Programming Interview Mental Gym

This is the second part of my old study guide for programming interviews.

Programming interviews have two components. There is a “memorization of trivia from your first semester of Computer Science which you forgot about 4 years ago” component and then there is a mental exercise (white boarding) component which is basically about how efficiently your brain can solve problems with someone breathing down your neck judging your every move and clicking their pen the whole time.

The mental exercise preparation component involves sitting down 30 minutes a day with a pad of paper and writing out solutions to problems without the help of a compiler. You can basically watch tv and do it, it isn’t too bad. I have found, historically, I can go from incompetent to passable at the white boarding thing by spending about 3-5 days working through a few of these problems on a daily basis. For the record I am not all that talented at this but this practice works for me. Too hard? Do an easier one. Trust your brain to get “in shape” when you do these…it happens when you sleep, the next day you will be 20% smarter each time.

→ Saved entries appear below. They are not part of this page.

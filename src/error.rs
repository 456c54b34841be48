// Error types for the library surface.
//
// Only two things can go wrong: the caller configured something we can't use
// (bad pattern, bad placeholder, unknown language), or the remote toxicity
// service failed. Everything else is a total function over strings.

use thiserror::Error;

#[derive(Debug, Error)]
pub enum ModerateError {
    #[error("configuration error: {0}")]
    Configuration(String),

    #[error(transparent)]
    Transport(#[from] TransportError),
}

/// Failures talking to the toxicity service. Surfaced to the caller as-is.
#[derive(Debug, Error)]
pub enum TransportError {
    #[error("HTTP error: {0}")]
    Http(#[from] reqwest::Error),

    #[error("Perspective API returned {status}: {body}")]
    Api { status: u16, body: String },

    #[error("failed to decode Perspective API response: {0}")]
    Decode(String),
}

impl ModerateError {
    pub(crate) fn config(msg: impl Into<String>) -> Self {
        Self::Configuration(msg.into())
    }

    /// True for the configuration branch of the taxonomy.
    pub fn is_configuration(&self) -> bool {
        matches!(self, Self::Configuration(_))
    }
}

pub type Result<T> = std::result::Result<T, ModerateError>;
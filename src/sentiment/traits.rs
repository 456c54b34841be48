// Scoring strategy trait — the per-language extension point.
//
// A strategy sees the whole token sequence and the index of the token being
// scored, so it can look at neighbors (negators, intensifiers) before
// returning the adjusted score. Tokens are borrowed immutably.

use std::collections::{HashMap, HashSet};
use std::fmt;
use std::sync::Arc;

/// Token → base sentiment score for one language.
pub type LabelMapping = HashMap<String, i32>;

/// Adjusts a token's base score using its context.
pub trait ScoringStrategy: Send + Sync {
    fn apply(&self, tokens: &[String], index: usize, score: i32) -> i32;
}

/// Any plain function or closure with the right shape is a strategy.
impl<F> ScoringStrategy for F
where
    F: Fn(&[String], usize, i32) -> i32 + Send + Sync,
{
    fn apply(&self, tokens: &[String], index: usize, score: i32) -> i32 {
        self(tokens, index, score)
    }
}

/// Leaves every score as-is.
#[derive(Debug, Clone, Copy, Default)]
pub struct Unadjusted;

impl ScoringStrategy for Unadjusted {
    fn apply(&self, _tokens: &[String], _index: usize, score: i32) -> i32 {
        score
    }
}

/// Flips the sign of a score when the token right before it is a negator
/// ("not good" scores like "bad").
#[derive(Debug, Clone, Default)]
pub struct NegationStrategy {
    negators: HashSet<String>,
}

impl NegationStrategy {
    pub fn new<I, S>(negators: I) -> Self
    where
        I: IntoIterator<Item = S>,
        S: Into<String>,
    {
        Self {
            negators: negators.into_iter().map(Into::into).collect(),
        }
    }

    pub fn is_negator(&self, token: &str) -> bool {
        self.negators.contains(token)
    }
}

impl ScoringStrategy for NegationStrategy {
    fn apply(&self, tokens: &[String], index: usize, score: i32) -> i32 {
        let negated = index
            .checked_sub(1)
            .and_then(|prev| tokens.get(prev))
            .is_some_and(|prev| self.is_negator(prev));

        if negated {
            score.saturating_neg()
        } else {
            score
        }
    }
}

/// A registered language: its labels plus the strategy that adjusts them.
#[derive(Clone)]
pub struct LanguageEntry {
    pub labels: LabelMapping,
    pub strategy: Arc<dyn ScoringStrategy>,
}

impl LanguageEntry {
    pub fn new(labels: LabelMapping, strategy: impl ScoringStrategy + 'static) -> Self {
        Self {
            labels,
            strategy: Arc::new(strategy),
        }
    }

    /// A language whose scores are never adjusted.
    pub fn unadjusted(labels: LabelMapping) -> Self {
        Self::new(labels, Unadjusted)
    }
}

impl fmt::Debug for LanguageEntry {
    fn fmt(&self, f: &mut fmt::Formatter<'_>) -> fmt::Result {
        f.debug_struct("LanguageEntry")
            .field("labels", &self.labels.len())
            .finish_non_exhaustive()
    }
}

#[cfg(test)]
mod tests {
    use super::*;

    fn tokens(words: &[&str]) -> Vec<String> {
        words.iter().map(|w| w.to_string()).collect()
    }

    #[test]
    fn test_negation_flips_after_negator() {
        let strategy = NegationStrategy::new(["not"]);
        let t = tokens(&["not", "good"]);
        assert_eq!(strategy.apply(&t, 1, 2), -2);
    }

    #[test]
    fn test_negation_ignores_first_token() {
        let strategy = NegationStrategy::new(["not"]);
        let t = tokens(&["good", "not"]);
        assert_eq!(strategy.apply(&t, 0, 2), 2);
    }

    #[test]
    fn test_negation_only_adjacent() {
        let strategy = NegationStrategy::new(["not"]);
        let t = tokens(&["not", "very", "good"]);
        assert_eq!(strategy.apply(&t, 2, 2), 2);
    }

    #[test]
    fn test_negation_of_min_saturates() {
        let strategy = NegationStrategy::new(["not"]);
        let t = tokens(&["not", "low"]);
        assert_eq!(strategy.apply(&t, 1, i32::MIN), i32::MAX);
    }

    #[test]
    fn test_closure_is_a_strategy() {
        let doubler = |_: &[String], _: usize, score: i32| score * 2;
        let entry = LanguageEntry::new(LabelMapping::new(), doubler);
        assert_eq!(entry.strategy.apply(&[], 0, 3), 6);
    }
}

These interviews are about efficiency. The more you practice + sleep, the more efficient your brain gets. If you are going through an all day interview, if you are not efficient you will get tired and make mistakes towards the end.


Online Tests

Common Questions And Answers

http://maxnoy.com/interviews.html

Reading:http://javarevisited.blogspot.com/2013/03/top-15-data-structures-algorithm-interview-questions-answers-java-programming.html

Reading: http://javarevisited.blogspot.com/2011/06/top-programming-interview-questions.html

  • Find the middle element in a linked list:
    • Solution: Use two pointer incrementers and advance one at half the speed of the other. When the leader hits the end you have the middle. 2x vs 1x.
  • Find a loop in a linked list:
    • Solution: Use two pointers, if they overlap at some point then its a loop e.g. one moves at 2x, the other at 1x
  • Find the third element from the end of a linked list:
    • Solution: Two pointers, one starts n – 3 of the other
  • Implement Bubble sort and insertion sort
  • Implement insert in a binary tree
  • Shuffle cards in O(N)
    • Feed cards into a binary tree picking left / right randomly then squash
    • Spray values into an array at random by systematically performing a conversion on each card’s value of some sort
  • What is the difference between insertion sort and selection sort
  • Reverse words in a string (words are separated by one or more spaces). Now do it in-place.
  • Write a program to print the fibonacci sequence + same with recursion

Note: use memoization

fib(n):

if n is in memo: return memo[n]

if n <= 2: f = 1

else: f = fib (n-1) + fib(n-2)

memo[n] = f

return f
  • Given a binary tree, write code to print the tree out line by line
  • Write a program to check if a number is  a palindrome
  • What is a binary search tree
  • Implement a stack in java
  • Rotate a matrix 45 degrees
  • Reverse a linked list
    • Do it with recursion
    • Do it with iteration
  • Difference between stack and queue?
    • Stack = LIFO
    • Queue = FIFO
  • Stack vs. Heap
  • Write a program that sorts a list of points by their X coordinate
  • Write all permutations of a string
  • Write a program to find all palindromes in a string
  • Given two arrays, find the numbers not present in the second array
  • Write a roman numeral converter
  • Write a FizzBuzz solver
  • Write a program that prints out the first 100 prime numbers
  • Reverse a doubly linked list
  • Given a dictionary and a list of letters, find the longest word using only the letters from the string
  • Find a shortest path in a N*N matrix maze from (0,0) to (N,N), assume 1 is passable, 0 is not, 3 is destination, use memorization to cache the result
  • Traverse a binary tree…
    • Breadth first
    • Depth first
    • In order
  • Write a routine to reverse every k nodes in a given linked list
  • You are given a large set of integers, which are not sorted. Figure out a method to retrieve the largest 1000 elements, in O(n) time.
  • How would you implement division without +, – or multiplication
  • Given 10,000 servers containing a Billion integers each how would you find how to find the median?
  • Write code to check if a number is a prime number
  • Implement a seive of erasthanes (did I mention I think programming interviews are ridiculous?)
  • How would you determine the “randomness” of an array of numbers
  • Tell me all about Two’s compliment, make it super boring please
  • Write a function to add two numbers without +, -, *, /
int badd(int n1, int n2){

int carry, sum;

carry = (n1 & n2) << 1; // Find bits that are used for carry sum = n1 ^ n2; // Add each bit, discard carry.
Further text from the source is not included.